Павел Федотов - Эраст Кузнецов
Шрифт:
Интервал:
Закладка:
Те же братья Дружинины — Андрей, Григорий, продолжавшие служить в Финляндском полку, и Александр, оставивший полк, едва прослужив три года, и числившийся теперь по канцелярии Военного министерства, а душой преданный только литературе — он уже дописывал свою знаменитую «Полиньку Сакс».
Те же братья Львовы — Петр, вместе с которым Федотов учился и служил, и Николай, казначей Санкт-Петербургской таможни.
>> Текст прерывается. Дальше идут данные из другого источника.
//! Per-request span and response logging for the public router.

use std::sync::Arc;
use std::time::Instant;

use axum::{
    body::Body,
    extract::State,
    http::Request,
    middleware::Next,
    response::Response,
};
use tracing::{Instrument, debug, error, field, info_span, warn};
use uuid::Uuid;

use crate::application::error::ErrorReport;
use crate::application::resolve::DocumentResolver;
use crate::cache::Served;
use crate::domain::document::DocumentPath;

/// Available to handlers and on the response.
#[derive(Debug, Clone)]
pub struct RequestContext {
    pub request_id: String,
    /// The notebook the request path names, if any.
    pub document: Option<DocumentPath>,
}

/// Tag the request with an id and its document, and run it inside a span carrying both.
pub async fn set_request_context(
    State(resolver): State<Arc<DocumentResolver>>,
    mut request: Request<Body>,
    next: Next,
) -> Response {
    let request_id = Uuid::new_v4().to_string();
    let document = resolver.resolve(request.uri().path());

    let span = info_span!(
        target: "marimo_gateway::http",
        "request",
        request_id = %request_id,
        method = %request.method(),
        path = %request.uri().path(),
        document = field::Empty,
    );
    if let Some(document) = &document {
        span.record("document", field::display(document.as_path().display()));
    }

    let ctx = RequestContext {
        request_id,
        document,
    };
    request.extensions_mut().insert(ctx.clone());

    let mut response = next.run(request).instrument(span).await;
    response.extensions_mut().insert(ctx);
    response
}

/// How the response was produced; gateway endpoints carry no marker.
fn served(response: &Response) -> &'static str {
    response
        .extensions()
        .get::<Served>()
        .map_or("gateway", |served| served.as_str())
}

pub async fn log_responses(request: Request<Body>, next: Next) -> Response {
    let start = Instant::now();

    let mut response = next.run(request).await;
    let status = response.status();
    let served = served(&response);
    let elapsed_ms = start.elapsed().as_millis();

    if !status.is_client_error() && !status.is_server_error() {
        debug!(
            target = "marimo_gateway::http::response",
            status = status.as_u16(),
            served,
            elapsed_ms,
            "request completed",
        );
        return response;
    }

    let report = response.extensions_mut().remove::<ErrorReport>();
    let (source, messages) = match report {
        Some(report) => (report.source, report.messages),
        None => ("upstream", Vec::new()),
    };
    let detail = messages
        .first()
        .cloned()
        .unwrap_or_else(|| "no diagnostic available".to_string());

    if status.is_server_error() {
        error!(
            target = "marimo_gateway::http::response",
            status = status.as_u16(),
            served,
            elapsed_ms,
            source,
            detail = %detail,
            chain = ?messages,
            "request failed",
        );
    } else {
        warn!(
            target = "marimo_gateway::http::response",
            status = status.as_u16(),
            served,
            elapsed_ms,
            source,
            detail = %detail,
            chain = ?messages,
            "client request error",
        );
    }

    response
}

#[cfg(test)]
mod tests {
    use super::*;

    use axum::{Extension, Router, middleware, routing::get};
    use tower::ServiceExt;

    fn router(resolver: Arc<DocumentResolver>) -> Router {
        Router::new()
            .route(
                "/{*path}",
                get(|Extension(ctx): Extension<RequestContext>| async move {
                    ctx.document
                        .map(|document| document.as_path().display().to_string())
                        .unwrap_or_default()
                }),
            )
            .layer(middleware::from_fn(log_responses))
            .layer(middleware::from_fn_with_state(resolver, set_request_context))
    }

    #[tokio::test]
    async fn requests_carry_their_document() {
        let dir = tempfile::TempDir::new().unwrap();
        std::fs::write(dir.path().join("app.py"), "").unwrap();
        let resolver = Arc::new(DocumentResolver::new(dir.path(), "/"));

        let response = router(resolver.clone())
            .oneshot(Request::get("/app").body(Body::empty()).unwrap())
            .await
            .unwrap();
        let ctx = response.extensions().get::<RequestContext>().cloned().unwrap();
        assert!(!ctx.request_id.is_empty());
        let body = axum::body::to_bytes(response.into_body(), usize::MAX)
            .await
            .unwrap();
        assert!(String::from_utf8_lossy(&body).ends_with("app.py"));
        assert!(ctx.document.unwrap().as_path().ends_with("app.py"));

        let response = router(resolver)
            .oneshot(Request::get("/assets/app.js").body(Body::empty()).unwrap())
            .await
            .unwrap();
        let ctx = response.extensions().get::<RequestContext>().cloned().unwrap();
        assert!(ctx.document.is_none());
    }

    #[test]
    fn responses_report_how_they_were_served() {
        let mut response = Response::new(Body::empty());
        assert_eq!(served(&response), "gateway");
        response.extensions_mut().insert(Served::Patched);
        assert_eq!(served(&response), "patched");
    }
}
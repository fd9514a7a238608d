//! Finds the embedded mount-config object inside an HTML document.

use std::ops::Range;

/// Assignment target that introduces the embedded config object.
pub const MOUNT_CONFIG_MARKER: &str = "window.__MARIMO_MOUNT_CONFIG__";

/// Byte span `[start, end)` of the config object, if present and balanced.
///
/// Scans from the first `{` after the marker, tracking brace depth and
/// treating double-quoted strings as opaque. The scan works on bytes: every
/// delimiter it looks at is ASCII and cannot occur inside a multi-byte UTF-8
/// sequence, so the returned bounds are always char boundaries.
pub fn locate(html: &str) -> Option<Range<usize>> {
    let marker = html.find(MOUNT_CONFIG_MARKER)?;
    let start = marker + html[marker..].find('{')?;

    let mut depth = 0usize;
    let mut in_string = false;
    let mut escaped = false;

    for (offset, byte) in html.as_bytes()[start..].iter().enumerate() {
        if in_string {
            if escaped {
                escaped = false;
            } else if *byte == b'\\' {
                escaped = true;
            } else if *byte == b'"' {
                in_string = false;
            }
            continue;
        }

        match byte {
            b'"' => in_string = true,
            b'{' => depth += 1,
            b'}' => {
                depth -= 1;
                if depth == 0 {
                    return Some(start..start + offset + 1);
                }
            }
            _ => {}
        }
    }

    None
}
Постепенно заводились и новые знакомства. Федотов вовсе не был анахорет и мизантроп; назвав себя под конец жизни «одиноким зевакой», он имел в виду лишь свою собственную и уже безнадежную семейную неустроенность — окружающие интересовали и притягивали его, и ворчания Коршунова за спиной никогда бы не хватило, чтобы удовлетворить его «жадность до людей», в которой чисто художническая, все усиливавшаяся потребность вновь и вновь перебирать и тасовать лица, наблюдая повадки, разгадывая характеры, читая судьбы, соединялась с потребностью в общении, столь естественной для человека с его душевным устройством. Поэтому знакомился он легко и охотно и всем своим видом и поведением располагал к непринужденности и доверительности. Но по-настоящему близок был с немногими и в гостях бывал у немногих.
Сдружился крепко он с семейством Флуг, обитавших совсем неподалеку от него, на 15-й линии Васильевского острова, в собственном деревянном доме с террасой и большим старым садом: с Карлом Густавовичем, его женой Шарлоттой Францевной, их детьми Карлом Карловичем и Розалией Карловной (в замужестве Прейс), а еще с Карлом Юлиановичем, и Карлом Гавриловичем, и Егором Гавриловичем (это по-нашему, а на самом деле Георгом-Готфридом), а вместе с ними еще с кое-кем из родни — Аннет Северин (рожденной Амбургер), кузиной Карла Карловича, да еще второй кузиной — Амалией Легран (рожденной Шумахер).
Сошелся он и с Павлом Ивановичем Рейслером, и с его тоже немалой семьей — женой Екатериной Францевной, его матерью, его сестрой Анной, братьями Петром и Андреем, двумя дочерьми Александрой и Ольгой; успел сдружиться и со второй женой Рейслера, Юлией Самуиловной, и крестить детей от обоих браков. Дружба была крепкая.
Именно Рейслера назвал Федотов перед смертью в числе троих самых близких своих друзей (Рейслеры и после смерти Федотова так почитали его, что скончавшуюся несколько лет спустя дочь Ольгу похоронили в одной могиле с ее крестным отцом).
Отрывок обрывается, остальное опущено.